Hoggar swell and volcanism, Tuareg shield,
Central Sahara: Intraplate reactivation of
Precambrian structures as a result of Alpine
Hoggar (or Ahaggar) volcanism, in
the Central Sahara, is Eocene to Quaternary in age
(35 to nearly 0 Ma; Aït-Hamou et al.,
2000 and references therein). Hoggar is located within
the African plate far from the recent East African
rift system. Associated with a swell 1,000 km in diameter
(Figure 1), Hoggar Cainozoic volcanism is classically
considered to be a mantle plume product (Sleep,
1990) even though no thermal anomaly has been observed
(Lesquer et al., 1989). When considering
available geological, geophysical and petrological
data, such a model is hardly supported. When integrating
the data with the structure of the Precambrian basement
and the present geodynamic environment, an alternative
model comes to mind. This comprises a source at the
lithosphere/asthenosphere interface melted by adiabatic
pressure release in response to stress applied by
the Africa-Europe collision on pre-existing shear
zones and fractures, within a semi-rigid block (metacraton).

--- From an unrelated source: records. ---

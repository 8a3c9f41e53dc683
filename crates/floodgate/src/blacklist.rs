//! Temporary client blacklist with lazy expiry.

use std::collections::HashMap;
use std::time::{Duration, Instant};

use parking_lot::Mutex;
use tracing::{debug, info};

use crate::config::BlacklistConfig;

/// Temporary blacklist of client ids.
///
/// Entries expire by deadline rather than by sweeper: an expired entry is
/// removed the next time that client is looked up, and [`Blacklist::evict_expired`]
/// sweeps the rest during periodic maintenance. There is no background task.
#[derive(Debug)]
pub struct Blacklist {
    /// Blocked clients and their expiry deadlines.
    entries: Mutex<HashMap<String, Instant>>,
    /// Whether blacklist checks are enabled.
    enabled: bool,
}

impl Blacklist {
    /// Create an enabled blacklist.
    #[must_use]
    pub fn new() -> Self {
        Self {
            entries: Mutex::new(HashMap::new()),
            enabled: true,
        }
    }

    /// Create from configuration.
    #[must_use]
    pub fn from_config(config: &BlacklistConfig) -> Self {
        Self {
            entries: Mutex::new(HashMap::new()),
            enabled: config.enabled,
        }
    }

    /// Block a client until the given deadline.
    ///
    /// Re-blocking an already blocked client replaces its deadline. No-op
    /// when the blacklist is disabled.
    pub fn block(&self, client: &str, until: Instant) {
        if !self.enabled {
            return;
        }
        let mut entries = self.entries.lock();
        if entries.insert(client.to_owned(), until).is_some() {
            info!(client = %client, "client re-blacklisted");
        } else {
            info!(client = %client, "client blacklisted");
        }
    }

    /// Time left on a client's block, evicting the entry if it has expired.
    ///
    /// Returns `None` when the client is not blocked. A deadline exactly
    /// equal to `now` counts as expired.
    #[must_use]
    pub fn remaining(&self, client: &str, now: Instant) -> Option<Duration> {
        if !self.enabled {
            return None;
        }
        let mut entries = self.entries.lock();
        match entries.get(client) {
            Some(&until) if now < until => Some(until - now),
            Some(_) => {
                entries.remove(client);
                debug!(client = %client, "blacklist entry expired");
                None
            }
            None => None,
        }
    }

    /// Check if a client is currently blocked.
    #[must_use]
    pub fn is_blocked(&self, client: &str, now: Instant) -> bool {
        self.remaining(client, now).is_some()
    }

    /// Remove a client's block ahead of its deadline.
    ///
    /// Returns whether an entry was present, expired or not.
    pub fn unblock(&self, client: &str) -> bool {
        let removed = self.entries.lock().remove(client).is_some();
        if removed {
            info!(client = %client, "client unblocked");
        }
        removed
    }

    /// Drop every entry, returning how many were present.
    pub fn clear(&self) -> usize {
        let mut entries = self.entries.lock();
        let cleared = entries.len();
        entries.clear();
        if cleared > 0 {
            info!(cleared, "blacklist cleared");
        }
        cleared
    }

    /// Sweep entries whose deadline has passed.
    pub fn evict_expired(&self, now: Instant) -> usize {
        let mut entries = self.entries.lock();
        let before = entries.len();
        entries.retain(|_, until| *until > now);
        let removed = before.saturating_sub(entries.len());
        if removed > 0 {
            debug!(removed, "evicted expired blacklist entries");
        }
        removed
    }

    /// Number of clients whose blocks have not yet expired.
    #[must_use]
    pub fn blocked_count(&self, now: Instant) -> usize {
        self.entries
            .lock()
            .values()
            .filter(|until| **until > now)
            .count()
    }

    /// Check if blacklist enforcement is enabled.
    #[must_use]
    pub const fn is_enabled(&self) -> bool {
        self.enabled
    }
}

impl Default for Blacklist {
    fn default() -> Self {
        Self::new()
    }
}

#[cfg(test)]
mod tests {
    use super::*;

    #[test]
    fn test_block_and_check() {
        let blacklist = Blacklist::new();
        let t0 = Instant::now();

        blacklist.block("203.0.113.7", t0 + Duration::from_secs(30));

        assert!(blacklist.is_blocked("203.0.113.7", t0));
        assert!(!blacklist.is_blocked("198.51.100.2", t0));
    }

    #[test]
    fn test_expiry_boundary() {
        let blacklist = Blacklist::new();
        let t0 = Instant::now();
        let until = t0 + Duration::from_secs(30);

        blacklist.block("203.0.113.7", until);

        assert!(blacklist.is_blocked("203.0.113.7", t0 + Duration::from_secs(29)));
        // Exactly at the deadline the block is over
        assert!(!blacklist.is_blocked("203.0.113.7", until));
        assert!(!blacklist.is_blocked("203.0.113.7", t0 + Duration::from_secs(31)));
    }

    #[test]
    fn test_lookup_evicts_expired_entry() {
        let blacklist = Blacklist::new();
        let t0 = Instant::now();

        blacklist.block("203.0.113.7", t0 + Duration::from_secs(30));
        assert_eq!(blacklist.blocked_count(t0), 1);

        // Consulting after expiry removes the entry entirely
        assert!(!blacklist.is_blocked("203.0.113.7", t0 + Duration::from_secs(31)));
        assert_eq!(blacklist.clear(), 0);
    }

    #[test]
    fn test_remaining_counts_down() {
        let blacklist = Blacklist::new();
        let t0 = Instant::now();

        blacklist.block("203.0.113.7", t0 + Duration::from_secs(30));

        assert_eq!(
            blacklist.remaining("203.0.113.7", t0),
            Some(Duration::from_secs(30))
        );
        assert_eq!(
            blacklist.remaining("203.0.113.7", t0 + Duration::from_secs(12)),
            Some(Duration::from_secs(18))
        );
        assert_eq!(blacklist.remaining("203.0.113.7", t0 + Duration::from_secs(30)), None);
    }

    #[test]
    fn test_reblock_replaces_deadline() {
        let blacklist = Blacklist::new();
        let t0 = Instant::now();

        blacklist.block("203.0.113.7", t0 + Duration::from_secs(10));
        blacklist.block("203.0.113.7", t0 + Duration::from_secs(60));

        assert!(blacklist.is_blocked("203.0.113.7", t0 + Duration::from_secs(30)));
    }

    #[test]
    fn test_unblock() {
        let blacklist = Blacklist::new();
        let t0 = Instant::now();

        blacklist.block("203.0.113.7", t0 + Duration::from_secs(30));

        assert!(blacklist.unblock("203.0.113.7"));
        assert!(!blacklist.is_blocked("203.0.113.7", t0));
        // Second unblock has nothing to remove
        assert!(!blacklist.unblock("203.0.113.7"));
    }

    #[test]
    fn test_clear_is_idempotent() {
        let blacklist = Blacklist::new();
        let t0 = Instant::now();

        blacklist.block("203.0.113.7", t0 + Duration::from_secs(30));
        blacklist.block("198.51.100.2", t0 + Duration::from_secs(30));

        assert_eq!(blacklist.clear(), 2);
        assert_eq!(blacklist.clear(), 0);
    }

    #[test]
    fn test_evict_expired_sweeps_only_past_deadlines() {
        let blacklist = Blacklist::new();
        let t0 = Instant::now();

        blacklist.block("a", t0 + Duration::from_secs(10));
        blacklist.block("b", t0 + Duration::from_secs(20));
        blacklist.block("c", t0 + Duration::from_secs(30));

        assert_eq!(blacklist.evict_expired(t0 + Duration::from_secs(25)), 2);
        assert_eq!(blacklist.blocked_count(t0 + Duration::from_secs(25)), 1);
        assert!(blacklist.is_blocked("c", t0 + Duration::from_secs(25)));
    }

    #[test]
    fn test_disabled_blacklist_never_blocks() {
        let blacklist = Blacklist::from_config(&BlacklistConfig { enabled: false });
        let t0 = Instant::now();

        blacklist.block("203.0.113.7", t0 + Duration::from_secs(30));

        assert!(!blacklist.is_blocked("203.0.113.7", t0));
        assert_eq!(blacklist.blocked_count(t0), 0);
    }
}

Figure 1: The Hoggar swell from
GLOBE data, NOAA; processing by Ph. Trefois, MRAC.
Click on image to enlarge.
Hoggar forms the main part of the Tuareg
shield, which is principally made
of Archaean/Palaeoproterozoic and Neoproterozoic terranes.
These amalgamated during the late Neoproterozoic Pan-African
orogeny (Black et al., 1994) as a result of
the convergence of the West African craton (WAC) and
the Saharan (meta)craton (Figure 2).
Figure 2: The Tuareg shield. Distinction
of major types of terranes (after Black et al., 1994;
Liégeois et al., 2003). Localities of alkaline
magmatism: post-collisional (595-525 Ma; Ba et al.,
1985; Liégeois & Black, 1987; Liégeois
et al., 1998); Devonian in Aïr (Moreau et al.,
1994); Permian-Jurassic in Tadhak (Liégeois et
al., 1991) and Cainozoic volcanism (drawn from a satellite
photograph – Orthorectified Landsat Thematic Mapper
Mosaics as compressed color imagery in MrSIDTM file
format from Lizardtech). Gravity anomaly from Lesquer
et al. (1988), Cretaceous troughs from Genik (1993).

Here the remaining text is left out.